Earth’s infrared background

Speaker: Ofer Shamir

Location: Warren Weaver Hall 1314

Date: Monday, April 22, 2024, 4 p.m.

Synopsis:

Is one person’s noise another person’s signal?A long-standing, practical, challenge when using OLR observations for studying physical processes is the identification of the background, which is just a (not so) fancy word for noise. The question is: How much of the observed variability, say at a given point in physical/spectral space, should be attributed to noise? Part of the problem, as I see it, is the lack of agreed upon definition of the background, with members in “the community” having different, often vague, notions. In this work, we suggest an objective definition of the background, based on its physical origins and desired mathematical properties. Our notion of the background is the planetary equivalent of Johnson noise in electric circuits.
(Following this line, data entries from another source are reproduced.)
use crate::interpolation::{interpolate_pixel, InterpolationMode};
use fast_image_resize as fir;
use fir::images::{TypedImage, TypedImageRef};
use fir::pixels::U8x3;
use rayon::prelude::*;
use rescale_image::{Image, ImageError, ImageSize};

/// Errors produced by the resize operations.
#[derive(thiserror::Error, Debug)]
pub enum ResizeError {
    /// The scale factors failed validation.
    #[error("scale factors must be finite and positive, got ({0}, {1})")]
    InvalidScale(f64, f64),

    /// The image container rejected the output shape.
    #[error(transparent)]
    Image(#[from] ImageError),

    /// The fast resize backend rejected the operation.
    #[error("fast resize backend failed: {0}")]
    Backend(String),
}

/// Compute the output size for a pair of scale factors.
///
/// `sx` scales the row axis (height) and `sy` the column axis (width). Both
/// dimensions truncate, so a small enough factor produces a zero-area size.
///
/// # Example
///
/// ```
/// use rescale_image::ImageSize;
/// use rescale_imgproc::resize::scaled_size;
///
/// let size = scaled_size(ImageSize { width: 5, height: 3 }, 0.5, 2.0);
/// assert_eq!(size.height, 1);
/// assert_eq!(size.width, 10);
/// ```
pub fn scaled_size(size: ImageSize, sx: f64, sy: f64) -> ImageSize {
    ImageSize {
        height: (size.height as f64 * sx).floor() as usize,
        width: (size.width as f64 * sy).floor() as usize,
    }
}

fn check_scale(sx: f64, sy: f64) -> Result<(), ResizeError> {
    if !(sx.is_finite() && sy.is_finite() && sx > 0.0 && sy > 0.0) {
        return Err(ResizeError::InvalidScale(sx, sy));
    }
    Ok(())
}

/// Resize an image with the hand-written interpolation kernels.
///
/// Each destination pixel `(i, j)` samples the inverse-mapped source
/// coordinate `(i / sx, j / sy)` with the selected kernel. Destination rows
/// are independent and are processed in parallel; the result is identical to
/// sequential execution since every output pixel depends only on fixed
/// source neighbours.
///
/// # Arguments
///
/// * `src` - The input image container with shape (H, W, 3).
/// * `sx` - The scale factor for the row axis (height), finite and positive.
/// * `sy` - The scale factor for the column axis (width), finite and positive.
/// * `interpolation` - The interpolation mode to use.
///
/// # Returns
///
/// The resized image with shape (floor(H * sx), floor(W * sy), 3). If either
/// dimension truncates to zero, a valid zero-area image is returned.
///
/// # Errors
///
/// Returns [`ResizeError::InvalidScale`] if a scale factor is non-finite,
/// zero or negative; no output is produced in that case.
pub fn resize_native(
    src: &Image<u8, 3>,
    sx: f64,
    sy: f64,
    interpolation: InterpolationMode,
) -> Result<Image<u8, 3>, ResizeError> {
    check_scale(sx, sy)?;

    let dst_size = scaled_size(src.size(), sx, sy);
    let mut dst = Image::from_size_val(dst_size, 0u8)?;
    if dst.is_empty() {
        return Ok(dst);
    }

    dst.as_slice_mut()
        .par_chunks_exact_mut(dst_size.width * 3)
        .enumerate()
        .for_each(|(i, row)| {
            let v = i as f64 / sx;
            for (j, pixel) in row.chunks_exact_mut(3).enumerate() {
                let u = j as f64 / sy;
                pixel.copy_from_slice(&interpolate_pixel(src, u, v, interpolation));
            }
        });

    Ok(dst)
}

/// Resize an image with nearest neighbour interpolation.
///
/// Every destination pixel copies the source pixel at the truncated
/// inverse-mapped coordinate; channels are copied integer-for-integer with
/// no arithmetic blending.
///
/// # Example
///
/// ```
/// use rescale_image::{Image, ImageSize};
/// use rescale_imgproc::resize::nearest_neighbour_resize;
///
/// let image = Image::<u8, 3>::new(
///     ImageSize {
///         width: 4,
///         height: 4,
///     },
///     vec![0u8; 4 * 4 * 3],
/// )
/// .unwrap();
///
/// let resized = nearest_neighbour_resize(&image, 0.5, 0.5).unwrap();
///
/// assert_eq!(resized.size().width, 2);
/// assert_eq!(resized.size().height, 2);
/// ```
pub fn nearest_neighbour_resize(
    src: &Image<u8, 3>,
    sx: f64,
    sy: f64,
) -> Result<Image<u8, 3>, ResizeError> {
    resize_native(src, sx, sy, InterpolationMode::Nearest)
}

/// Resize an image with bilinear interpolation.
///
/// Every destination pixel blends up to four source neighbours around the
/// inverse-mapped coordinate, with edge-clamped sampling at the borders.
///
/// # Example
///
/// ```
/// use rescale_image::{Image, ImageSize};
/// use rescale_imgproc::resize::bilinear_resize;
///
/// let image = Image::<u8, 3>::new(
///     ImageSize {
///         width: 2,
///         height: 2,
///     },
///     vec![128u8; 2 * 2 * 3],
/// )
/// .unwrap();
///
/// let resized = bilinear_resize(&image, 2.0, 2.0).unwrap();
///
/// assert_eq!(resized.size().width, 4);
/// assert_eq!(resized.size().height, 4);
/// ```
pub fn bilinear_resize(src: &Image<u8, 3>, sx: f64, sy: f64) -> Result<Image<u8, 3>, ResizeError> {
    resize_native(src, sx, sy, InterpolationMode::Bilinear)
}

/// Resize an image using the [fast_image_resize](https://crates.io/crates/fast_image_resize) crate.
///
/// Same contract as [`resize_native`] but delegated to the SIMD backend. The
/// backend uses its own filter implementations, so the output is not
/// bit-compatible with the native kernels.
///
/// # Arguments
///
/// * `src` - The input image container with shape (H, W, 3).
/// * `sx` - The scale factor for the row axis (height), finite and positive.
/// * `sy` - The scale factor for the column axis (width), finite and positive.
/// * `interpolation` - The interpolation mode to use.
///
/// # Errors
///
/// Returns [`ResizeError::InvalidScale`] for malformed scale factors, or
/// [`ResizeError::Backend`] if the backend rejects the buffers.
pub fn resize_fast(
    src: &Image<u8, 3>,
    sx: f64,
    sy: f64,
    interpolation: InterpolationMode,
) -> Result<Image<u8, 3>, ResizeError> {
    check_scale(sx, sy)?;

    let dst_size = scaled_size(src.size(), sx, sy);
    let mut dst = Image::from_size_val(dst_size, 0u8)?;
    if dst.is_empty() {
        return Ok(dst);
    }

    let src_view = TypedImageRef::<U8x3>::from_buffer(
        src.width() as u32,
        src.height() as u32,
        src.as_slice(),
    )
    .map_err(|e| ResizeError::Backend(e.to_string()))?;

    let mut dst_view = TypedImage::<U8x3>::from_buffer(
        dst_size.width as u32,
        dst_size.height as u32,
        dst.as_slice_mut(),
    )
    .map_err(|e| ResizeError::Backend(e.to_string()))?;

    let options = fir::ResizeOptions::new().resize_alg(match interpolation {
        InterpolationMode::Nearest => fir::ResizeAlg::Nearest,
        InterpolationMode::Bilinear => fir::ResizeAlg::Convolution(fir::FilterType::Bilinear),
    });

    let mut resizer = fir::Resizer::new();
    resizer
        .resize_typed(&src_view, &mut dst_view, &options)
        .map_err(|e| ResizeError::Backend(e.to_string()))?;

    Ok(dst)
}

#[cfg(test)]
mod tests {
    use super::*;

    fn checkerboard_2x2() -> Image<u8, 3> {
        Image::new(
            ImageSize {
                width: 2,
                height: 2,
            },
            vec![
                0, 0, 0, 255, 255, 255, //
                255, 255, 255, 0, 0, 0,
            ],
        )
        .unwrap()
    }

    #[test]
    fn output_dimensions() -> Result<(), ResizeError> {
        let src = Image::<u8, 3>::from_size_val(
            ImageSize {
                width: 5,
                height: 3,
            },
            0,
        )?;

        for (sx, sy) in [(1.0, 1.0), (0.5, 2.0), (1.7, 0.4), (2.5, 2.5)] {
            for resize in [nearest_neighbour_resize, bilinear_resize] {
                let dst = resize(&src, sx, sy)?;
                assert_eq!(dst.height(), (3.0 * sx).floor() as usize);
                assert_eq!(dst.width(), (5.0 * sy).floor() as usize);
            }
        }
        Ok(())
    }

    #[test]
    fn nearest_identity() -> Result<(), ResizeError> {
        let src = checkerboard_2x2();
        let dst = nearest_neighbour_resize(&src, 1.0, 1.0)?;
        assert_eq!(dst, src);
        Ok(())
    }

    #[test]
    fn bilinear_identity() -> Result<(), ResizeError> {
        // at unit scale every coordinate is integral, so no blending occurs
        let src = checkerboard_2x2();
        let dst = bilinear_resize(&src, 1.0, 1.0)?;
        assert_eq!(dst, src);
        Ok(())
    }

    #[test]
    fn nearest_downscale_black() -> Result<(), ResizeError> {
        let src = Image::<u8, 3>::from_size_val(
            ImageSize {
                width: 4,
                height: 4,
            },
            0,
        )?;
        let dst = nearest_neighbour_resize(&src, 0.5, 0.5)?;
        assert_eq!(dst.height(), 2);
        assert_eq!(dst.width(), 2);
        assert!(dst.as_slice().iter().all(|&x| x == 0));
        Ok(())
    }

    #[test]
    fn bilinear_upscale_corners() -> Result<(), ResizeError> {
        let src = Image::<u8, 3>::new(
            ImageSize {
                width: 2,
                height: 2,
            },
            vec![
                0, 0, 0, 255, 0, 0, //
                0, 255, 0, 0, 0, 255,
            ],
        )
        .unwrap();

        let dst = bilinear_resize(&src, 2.0, 2.0)?;
        assert_eq!(dst.height(), 4);
        assert_eq!(dst.width(), 4);

        // output corners reproduce the source corners exactly
        assert_eq!(dst.get_pixel(0, 0).unwrap(), src.get_pixel(0, 0).unwrap());
        assert_eq!(dst.get_pixel(0, 3).unwrap(), src.get_pixel(0, 1).unwrap());
        assert_eq!(dst.get_pixel(3, 0).unwrap(), src.get_pixel(1, 0).unwrap());
        assert_eq!(dst.get_pixel(3, 3).unwrap(), src.get_pixel(1, 1).unwrap());

        // (1, 1) maps to (0.5, 0.5): an equal-weight blend of all four corners
        assert_eq!(dst.get_pixel(1, 1).unwrap(), &[64, 64, 64]);

        // full grid, row by row
        #[rustfmt::skip]
        let expected: Vec<u8> = vec![
            0, 0, 0,    128, 0, 0,   255, 0, 0,   255, 0, 0,
            0, 128, 0,  64, 64, 64,  128, 0, 128, 128, 0, 128,
            0, 255, 0,  0, 128, 128, 0, 0, 255,   0, 0, 255,
            0, 255, 0,  0, 128, 128, 0, 0, 255,   0, 0, 255,
        ];
        assert_eq!(dst.as_slice(), expected.as_slice());
        Ok(())
    }

    #[test]
    fn degenerate_output() -> Result<(), ResizeError> {
        let src = Image::<u8, 3>::from_size_val(
            ImageSize {
                width: 4,
                height: 4,
            },
            50,
        )?;

        for resize in [nearest_neighbour_resize, bilinear_resize] {
            let dst = resize(&src, 0.01, 0.01)?;
            assert_eq!(dst.height(), 0);
            assert_eq!(dst.width(), 0);
            assert!(dst.is_empty());
        }

        let dst = resize_fast(&src, 0.01, 0.01, InterpolationMode::Nearest)?;
        assert!(dst.is_empty());
        Ok(())
    }

    #[test]
    fn invalid_scale_rejected() {
        let src = checkerboard_2x2();
        for (sx, sy) in [
            (0.0, 1.0),
            (1.0, 0.0),
            (-1.0, 1.0),
            (f64::NAN, 1.0),
            (1.0, f64::INFINITY),
        ] {
            for resize in [nearest_neighbour_resize, bilinear_resize] {
                assert!(matches!(
                    resize(&src, sx, sy),
                    Err(ResizeError::InvalidScale(_, _))
                ));
            }
            assert!(matches!(
                resize_fast(&src, sx, sy, InterpolationMode::Bilinear),
                Err(ResizeError::InvalidScale(_, _))
            ));
        }
    }

    #[test]
    fn nearest_monotonic_along_axis() -> Result<(), ResizeError> {
        // single-row ramp: the sampled source index is non-decreasing, so the
        // output values must be non-decreasing as well
        let ramp: Vec<u8> = (0..8u8).flat_map(|x| [x * 30, x * 30, x * 30]).collect();
        let src = Image::<u8, 3>::new(
            ImageSize {
                width: 8,
                height: 1,
            },
            ramp,
        )
        .unwrap();

        for sy in [0.3, 0.7, 1.0, 1.6, 3.1] {
            let dst = nearest_neighbour_resize(&src, 1.0, sy)?;
            let row: Vec<u8> = dst.as_slice().iter().step_by(3).copied().collect();
            assert!(row.windows(2).all(|w| w[0] <= w[1]), "sy = {sy}");
        }
        Ok(())
    }

    #[test]
    fn bilinear_bounded_by_neighbours() -> Result<(), ResizeError> {
        let src = Image::<u8, 3>::new(
            ImageSize {
                width: 3,
                height: 2,
            },
            vec![
                10, 0, 200, 90, 30, 160, 200, 60, 120, //
                40, 90, 80, 10, 120, 40, 70, 150, 10,
            ],
        )
        .unwrap();

        let (sx, sy) = (1.5, 1.5);
        let dst = bilinear_resize(&src, sx, sy)?;

        for i in 0..dst.height() {
            for j in 0..dst.width() {
                let (v, u) = (i as f64 / sx, j as f64 / sy);
                let v0 = (v.floor() as usize).min(src.rows() - 1);
                let v1 = (v.ceil() as usize).min(src.rows() - 1);
                let u0 = (u.floor() as usize).min(src.cols() - 1);
                let u1 = (u.ceil() as usize).min(src.cols() - 1);

                let out = dst.get_pixel(i, j).unwrap();
                for k in 0..3 {
                    let neighbours = [
                        src.get_pixel(v0, u0).unwrap()[k],
                        src.get_pixel(v0, u1).unwrap()[k],
                        src.get_pixel(v1, u0).unwrap()[k],
                        src.get_pixel(v1, u1).unwrap()[k],
                    ];
                    let lo = *neighbours.iter().min().unwrap();
                    let hi = *neighbours.iter().max().unwrap();
                    assert!(
                        out[k] >= lo && out[k] <= hi,
                        "pixel ({i}, {j}) channel {k}: {} not in [{lo}, {hi}]",
                        out[k]
                    );
                }
            }
        }
        Ok(())
    }

    #[test]
    fn upscale_boundary_safety() -> Result<(), ResizeError> {
        // scale factors that make the last inverse-mapped coordinate land
        // beyond the source extent; sampling must clamp to the last row/col
        let src = checkerboard_2x2();

        for (sx, sy) in [(3.5, 3.5), (2.0, 5.0), (7.3, 1.0)] {
            let nn = nearest_neighbour_resize(&src, sx, sy)?;
            let bl = bilinear_resize(&src, sx, sy)?;

            let last = (nn.height() - 1, nn.width() - 1);
            assert_eq!(nn.get_pixel(last.0, last.1).unwrap(), &[0, 0, 0]);

            let last = (bl.height() - 1, bl.width() - 1);
            assert_eq!(bl.get_pixel(last.0, last.1).unwrap(), &[0, 0, 0]);
        }
        Ok(())
    }

    #[test]
    fn resize_fast_smoke() -> Result<(), ResizeError> {
        let src = Image::<u8, 3>::from_size_val(
            ImageSize {
                width: 4,
                height: 5,
            },
            9,
        )?;

        let dst = resize_fast(&src, 0.6, 0.5, InterpolationMode::Nearest)?;
        assert_eq!(dst.height(), 3);
        assert_eq!(dst.width(), 2);
        assert!(dst.as_slice().iter().all(|&x| x == 9));
        Ok(())
    }
}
Much like a resistor exhibits non-zero instantaneous currents due to thermal agitation, a planetary atmosphere exhibits spatiotemporal OLR fluctuations associated with the absorption and re-emission of the infrared radiation on its way of the atmosphere.A quantitative description of the background is obtained by employing a minimal stochastic model, which is capable of explaining the natural variability in OLR observations using only 3 parameters. The model places a lower bound, and perhaps the best available estimate, on the contribution of natural variability. We find that about 20% of the global mean OLR variance and about 40% of the total variance ought to be attributed to natural variability. The remaining two parameters characterize the intrinsic spatiotemporal correlations of the atmosphere on a global scale. Finally, results from a CMIP6 model indicate that the background depends on the climate state, and, as such, may be useful for constraining/improving climate models.